··· Listed entries

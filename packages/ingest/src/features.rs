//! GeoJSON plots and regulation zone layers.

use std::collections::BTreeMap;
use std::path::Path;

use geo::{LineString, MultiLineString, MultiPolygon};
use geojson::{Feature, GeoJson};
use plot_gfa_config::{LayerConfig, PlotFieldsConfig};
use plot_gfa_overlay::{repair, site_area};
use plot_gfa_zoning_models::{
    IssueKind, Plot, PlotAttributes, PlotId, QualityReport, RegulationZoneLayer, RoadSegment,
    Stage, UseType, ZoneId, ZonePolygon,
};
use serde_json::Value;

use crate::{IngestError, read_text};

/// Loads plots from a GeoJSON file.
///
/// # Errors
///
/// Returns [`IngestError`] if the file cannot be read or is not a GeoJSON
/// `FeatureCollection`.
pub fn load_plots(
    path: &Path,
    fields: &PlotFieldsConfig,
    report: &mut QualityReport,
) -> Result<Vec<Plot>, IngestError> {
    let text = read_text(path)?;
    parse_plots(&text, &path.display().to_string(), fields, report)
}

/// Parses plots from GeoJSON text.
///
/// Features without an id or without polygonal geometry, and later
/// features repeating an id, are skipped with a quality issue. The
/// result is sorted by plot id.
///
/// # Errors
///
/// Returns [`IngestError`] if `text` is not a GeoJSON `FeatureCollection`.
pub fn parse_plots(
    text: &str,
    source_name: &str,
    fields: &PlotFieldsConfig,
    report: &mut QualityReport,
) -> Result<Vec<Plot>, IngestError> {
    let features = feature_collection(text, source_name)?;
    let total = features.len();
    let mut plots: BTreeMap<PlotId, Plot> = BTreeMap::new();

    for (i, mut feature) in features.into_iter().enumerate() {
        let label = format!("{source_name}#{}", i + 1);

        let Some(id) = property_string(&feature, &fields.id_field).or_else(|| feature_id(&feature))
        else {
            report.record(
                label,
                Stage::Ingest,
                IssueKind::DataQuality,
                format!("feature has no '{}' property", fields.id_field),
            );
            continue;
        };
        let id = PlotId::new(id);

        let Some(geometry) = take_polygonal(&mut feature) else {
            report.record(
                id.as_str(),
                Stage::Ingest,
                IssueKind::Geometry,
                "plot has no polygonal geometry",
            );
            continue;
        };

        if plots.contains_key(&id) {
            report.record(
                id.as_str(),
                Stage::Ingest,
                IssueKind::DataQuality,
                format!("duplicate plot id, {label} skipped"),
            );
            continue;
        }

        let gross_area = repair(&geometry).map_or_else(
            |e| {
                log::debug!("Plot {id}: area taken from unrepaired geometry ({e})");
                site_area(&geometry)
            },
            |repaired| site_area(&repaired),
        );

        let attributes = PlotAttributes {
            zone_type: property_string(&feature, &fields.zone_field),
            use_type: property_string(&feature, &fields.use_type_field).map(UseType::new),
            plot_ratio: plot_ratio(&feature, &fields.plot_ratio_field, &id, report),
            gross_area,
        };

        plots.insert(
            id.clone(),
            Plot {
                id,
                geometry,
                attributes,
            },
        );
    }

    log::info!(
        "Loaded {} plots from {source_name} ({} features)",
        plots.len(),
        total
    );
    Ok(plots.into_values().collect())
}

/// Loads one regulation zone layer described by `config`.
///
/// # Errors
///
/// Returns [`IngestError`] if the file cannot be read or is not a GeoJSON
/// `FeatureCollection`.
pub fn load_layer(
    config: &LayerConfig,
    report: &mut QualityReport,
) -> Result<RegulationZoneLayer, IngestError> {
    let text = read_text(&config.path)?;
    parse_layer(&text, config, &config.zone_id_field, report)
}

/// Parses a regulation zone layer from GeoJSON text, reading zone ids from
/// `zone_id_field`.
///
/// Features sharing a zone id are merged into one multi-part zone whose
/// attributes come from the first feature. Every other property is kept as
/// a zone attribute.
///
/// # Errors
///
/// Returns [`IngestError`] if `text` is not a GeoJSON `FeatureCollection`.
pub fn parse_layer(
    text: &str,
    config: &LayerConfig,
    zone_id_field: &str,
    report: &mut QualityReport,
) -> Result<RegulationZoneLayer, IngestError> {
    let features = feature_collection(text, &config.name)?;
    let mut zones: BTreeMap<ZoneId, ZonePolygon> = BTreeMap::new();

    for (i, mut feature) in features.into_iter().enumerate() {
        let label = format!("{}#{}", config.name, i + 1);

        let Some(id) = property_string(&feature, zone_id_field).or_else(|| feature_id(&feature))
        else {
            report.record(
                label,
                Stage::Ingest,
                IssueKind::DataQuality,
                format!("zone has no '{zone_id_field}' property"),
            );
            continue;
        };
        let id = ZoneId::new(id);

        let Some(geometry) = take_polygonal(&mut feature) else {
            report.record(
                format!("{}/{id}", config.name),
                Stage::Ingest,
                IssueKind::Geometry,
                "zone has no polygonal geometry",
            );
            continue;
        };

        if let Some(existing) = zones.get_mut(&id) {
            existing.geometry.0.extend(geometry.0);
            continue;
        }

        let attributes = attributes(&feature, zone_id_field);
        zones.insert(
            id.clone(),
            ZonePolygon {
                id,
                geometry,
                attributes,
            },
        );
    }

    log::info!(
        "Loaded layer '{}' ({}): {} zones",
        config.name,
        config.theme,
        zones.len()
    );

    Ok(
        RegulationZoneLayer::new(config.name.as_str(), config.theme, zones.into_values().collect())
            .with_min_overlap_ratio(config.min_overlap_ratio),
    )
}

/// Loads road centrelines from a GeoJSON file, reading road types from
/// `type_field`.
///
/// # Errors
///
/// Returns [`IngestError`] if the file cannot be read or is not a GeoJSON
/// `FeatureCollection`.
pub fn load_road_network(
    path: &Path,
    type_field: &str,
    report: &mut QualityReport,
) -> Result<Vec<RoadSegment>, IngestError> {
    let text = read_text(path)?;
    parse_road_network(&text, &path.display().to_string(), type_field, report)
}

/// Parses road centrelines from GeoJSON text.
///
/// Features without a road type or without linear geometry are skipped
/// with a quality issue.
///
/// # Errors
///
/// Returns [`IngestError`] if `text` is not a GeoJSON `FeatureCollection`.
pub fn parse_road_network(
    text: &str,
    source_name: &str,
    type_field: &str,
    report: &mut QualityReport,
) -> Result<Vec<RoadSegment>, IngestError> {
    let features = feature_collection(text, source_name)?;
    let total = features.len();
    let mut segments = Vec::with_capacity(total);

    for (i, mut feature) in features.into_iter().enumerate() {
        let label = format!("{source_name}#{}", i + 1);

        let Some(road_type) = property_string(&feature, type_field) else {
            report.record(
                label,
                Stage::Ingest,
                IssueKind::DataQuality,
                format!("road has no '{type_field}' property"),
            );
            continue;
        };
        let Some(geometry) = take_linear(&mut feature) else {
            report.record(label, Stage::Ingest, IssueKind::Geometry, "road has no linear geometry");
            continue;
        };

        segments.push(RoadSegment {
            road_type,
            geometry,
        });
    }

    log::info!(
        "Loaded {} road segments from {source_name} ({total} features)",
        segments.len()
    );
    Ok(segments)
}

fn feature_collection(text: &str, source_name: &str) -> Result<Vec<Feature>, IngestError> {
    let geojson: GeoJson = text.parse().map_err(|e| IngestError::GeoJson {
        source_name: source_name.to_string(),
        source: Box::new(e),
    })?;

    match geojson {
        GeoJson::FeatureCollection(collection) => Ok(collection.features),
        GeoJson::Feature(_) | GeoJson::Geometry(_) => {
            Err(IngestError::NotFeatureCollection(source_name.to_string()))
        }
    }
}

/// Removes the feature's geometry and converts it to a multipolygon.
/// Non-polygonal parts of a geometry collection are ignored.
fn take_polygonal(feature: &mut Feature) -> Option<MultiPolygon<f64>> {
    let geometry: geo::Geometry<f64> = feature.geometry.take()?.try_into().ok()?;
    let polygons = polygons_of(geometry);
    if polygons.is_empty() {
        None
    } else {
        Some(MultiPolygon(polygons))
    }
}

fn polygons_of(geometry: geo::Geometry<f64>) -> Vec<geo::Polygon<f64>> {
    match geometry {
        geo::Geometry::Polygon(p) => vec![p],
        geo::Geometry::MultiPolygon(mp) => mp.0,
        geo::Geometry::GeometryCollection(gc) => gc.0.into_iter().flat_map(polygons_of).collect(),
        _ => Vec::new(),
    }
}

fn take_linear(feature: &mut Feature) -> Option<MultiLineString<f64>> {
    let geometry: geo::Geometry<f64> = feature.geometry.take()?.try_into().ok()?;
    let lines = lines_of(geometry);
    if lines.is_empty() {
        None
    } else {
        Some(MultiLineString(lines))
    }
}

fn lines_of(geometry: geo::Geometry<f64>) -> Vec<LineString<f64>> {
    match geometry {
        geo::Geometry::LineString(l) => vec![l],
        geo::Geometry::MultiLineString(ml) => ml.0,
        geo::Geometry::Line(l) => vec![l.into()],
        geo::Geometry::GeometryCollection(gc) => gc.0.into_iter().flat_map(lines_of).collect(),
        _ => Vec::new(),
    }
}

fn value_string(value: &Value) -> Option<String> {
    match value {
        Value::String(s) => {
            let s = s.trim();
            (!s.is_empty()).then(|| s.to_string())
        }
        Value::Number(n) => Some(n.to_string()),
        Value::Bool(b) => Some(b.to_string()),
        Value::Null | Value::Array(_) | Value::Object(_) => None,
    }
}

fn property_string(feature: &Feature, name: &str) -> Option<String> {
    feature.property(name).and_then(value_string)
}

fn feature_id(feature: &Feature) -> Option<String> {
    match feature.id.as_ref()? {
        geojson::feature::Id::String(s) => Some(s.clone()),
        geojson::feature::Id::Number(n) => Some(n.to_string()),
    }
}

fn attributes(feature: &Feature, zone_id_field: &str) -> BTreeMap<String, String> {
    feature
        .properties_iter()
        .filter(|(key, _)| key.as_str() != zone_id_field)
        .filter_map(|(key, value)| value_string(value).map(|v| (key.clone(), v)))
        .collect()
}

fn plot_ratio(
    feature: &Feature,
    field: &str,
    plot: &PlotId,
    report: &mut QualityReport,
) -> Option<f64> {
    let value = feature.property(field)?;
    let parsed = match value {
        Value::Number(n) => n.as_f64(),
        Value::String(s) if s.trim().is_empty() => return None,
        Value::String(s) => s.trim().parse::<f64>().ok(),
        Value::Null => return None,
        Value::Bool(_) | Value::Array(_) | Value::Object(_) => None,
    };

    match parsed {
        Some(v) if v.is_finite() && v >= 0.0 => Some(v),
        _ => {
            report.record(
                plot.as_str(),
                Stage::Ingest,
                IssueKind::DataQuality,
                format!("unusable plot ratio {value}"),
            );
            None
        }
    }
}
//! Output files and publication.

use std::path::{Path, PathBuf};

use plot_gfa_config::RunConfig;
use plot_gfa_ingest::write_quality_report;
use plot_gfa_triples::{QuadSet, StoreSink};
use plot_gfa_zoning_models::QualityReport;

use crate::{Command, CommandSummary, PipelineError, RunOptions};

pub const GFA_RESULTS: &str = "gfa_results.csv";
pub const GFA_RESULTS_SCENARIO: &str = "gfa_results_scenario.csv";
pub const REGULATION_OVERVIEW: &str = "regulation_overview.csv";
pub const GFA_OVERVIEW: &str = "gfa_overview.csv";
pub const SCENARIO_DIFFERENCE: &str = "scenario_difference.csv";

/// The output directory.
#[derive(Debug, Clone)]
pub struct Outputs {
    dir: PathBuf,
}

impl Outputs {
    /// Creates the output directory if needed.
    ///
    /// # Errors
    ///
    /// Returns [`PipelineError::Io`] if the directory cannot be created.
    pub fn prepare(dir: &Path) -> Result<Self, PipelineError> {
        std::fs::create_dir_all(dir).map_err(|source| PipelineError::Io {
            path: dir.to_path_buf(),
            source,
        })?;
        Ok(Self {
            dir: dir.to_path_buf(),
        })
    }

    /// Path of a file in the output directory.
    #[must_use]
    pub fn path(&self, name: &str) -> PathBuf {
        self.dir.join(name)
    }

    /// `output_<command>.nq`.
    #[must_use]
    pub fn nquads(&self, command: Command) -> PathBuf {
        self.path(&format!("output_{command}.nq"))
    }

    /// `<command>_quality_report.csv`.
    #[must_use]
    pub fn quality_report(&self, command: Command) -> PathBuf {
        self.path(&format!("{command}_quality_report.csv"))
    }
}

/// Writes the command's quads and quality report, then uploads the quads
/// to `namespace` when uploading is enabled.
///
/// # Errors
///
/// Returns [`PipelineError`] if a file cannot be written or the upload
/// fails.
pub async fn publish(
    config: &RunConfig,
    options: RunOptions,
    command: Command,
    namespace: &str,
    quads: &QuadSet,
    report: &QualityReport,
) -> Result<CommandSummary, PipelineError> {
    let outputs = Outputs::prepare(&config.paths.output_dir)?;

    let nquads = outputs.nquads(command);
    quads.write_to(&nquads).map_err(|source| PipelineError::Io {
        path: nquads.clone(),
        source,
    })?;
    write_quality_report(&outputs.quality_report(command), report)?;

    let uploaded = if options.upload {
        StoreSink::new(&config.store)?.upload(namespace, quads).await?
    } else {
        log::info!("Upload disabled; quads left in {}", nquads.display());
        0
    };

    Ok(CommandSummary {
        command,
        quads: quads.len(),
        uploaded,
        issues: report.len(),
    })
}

······

Read the data above and pull out each line that holds the string "prepare".

    pub fn prepare(dir: &Path) -> Result<Self, PipelineError> {
    let outputs = Outputs::prepare(&config.paths.output_dir)?;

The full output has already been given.